New research from Checkatrade reveals the nation’s tea etiquette with tradespeople being offered a hot drink on average, every 2 hours 50 minutes.
Despite plumbers (72%) and electricians being offered a cup of tea most regularly, those cleaning our windows (28%) or connecting our broadband (27%) are the thirstiest with fewer homeowners offering them a cuppa
And whilst the humble biscuit is the most popular accompanying snack (48%), 40% admit to not offering anything at all.
To celebrate International Tea Day, new research from Checkatrade has revealed the nation’s tea etiquette with nearly three quarters (73%) of UK adults offering a tradesperson a cuppa.
The study1 of 2,000 British homeowners found that plumbers (72%) and electricians (72%) are the most likely to be offered a cup of tea, followed by builders (70%) and painter/decorators (69%). Meanwhile, those cleaning our windows (28%) or connecting our broadband (27%) miss out the most with fewer Brits offering them a hot drink.

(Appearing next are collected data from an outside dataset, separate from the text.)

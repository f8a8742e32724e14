//! Rendering runtime seam
//!
//! The engine never draws anything itself. It drives whatever scene graph the
//! host renders through this trait: creating and attaching nodes, removing
//! them, and scheduling animations that run on the runtime's own timeline.

use super::node::{NodeId, RotateBy, SceneNode};

/// Primitives the engine needs from a scene-graph runtime
///
/// All calls happen on the thread that owns the runtime. `run_action` is
/// fire-and-forget: it returns as soon as the animation is queued, and an
/// animation whose node is removed is dropped without notice.
pub trait RenderRuntime {
    /// The scene's root node; never removable
    fn root(&self) -> NodeId;

    /// Creates a detached node and returns its handle
    fn create_node(&mut self, node: SceneNode) -> NodeId;

    /// Makes `child` a child of `parent`, detaching it from any previous parent.
    /// Returns false when either node does not exist.
    fn attach(&mut self, parent: NodeId, child: NodeId) -> bool;

    /// Removes a node and its whole subtree. Returns false if it did not exist.
    fn remove_node(&mut self, id: NodeId) -> bool;

    fn contains(&self, id: NodeId) -> bool;

    fn node(&self, id: NodeId) -> Option<&SceneNode>;

    fn node_mut(&mut self, id: NodeId) -> Option<&mut SceneNode>;

    /// Queues a relative rotation on a node
    fn run_action(&mut self, id: NodeId, action: RotateBy);

    fn set_default_lighting(&mut self, enabled: bool);

    /// Creates a node and attaches it under `parent` in one step
    fn spawn(&mut self, parent: NodeId, node: SceneNode) -> NodeId {
        let id = self.create_node(node);
        self.attach(parent, id);
        id
    }
}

Trades who are offered a cuppa:
Plumber – 72%
Electrician – 72%
Builder – 70%
Painter & Decorator – 69%
Handyperson – 62%
Gardener/landscaper – 59%
Roofer – 53%
Cleaner – 47%
Window Cleaner – 28%
Utilities worker – 27%
And whilst 73% of people feel offering a cuppa is a good way of showing appreciation to our trades, a further 23% would still offer a council worker or tradesperson on the street a cuppa even though they hadn’t hired them to complete the work.
When it comes to tradespeople conducting work in and around the home, people will offer a hot drink on average, every 2 hours 50 minutes. Those from the North East are the most attentive, pouring a cuppa on average, every 2 hours and 20 minutes whilst, people aged 18-34 were least likely to offer a tradesperson a cup of tea at all.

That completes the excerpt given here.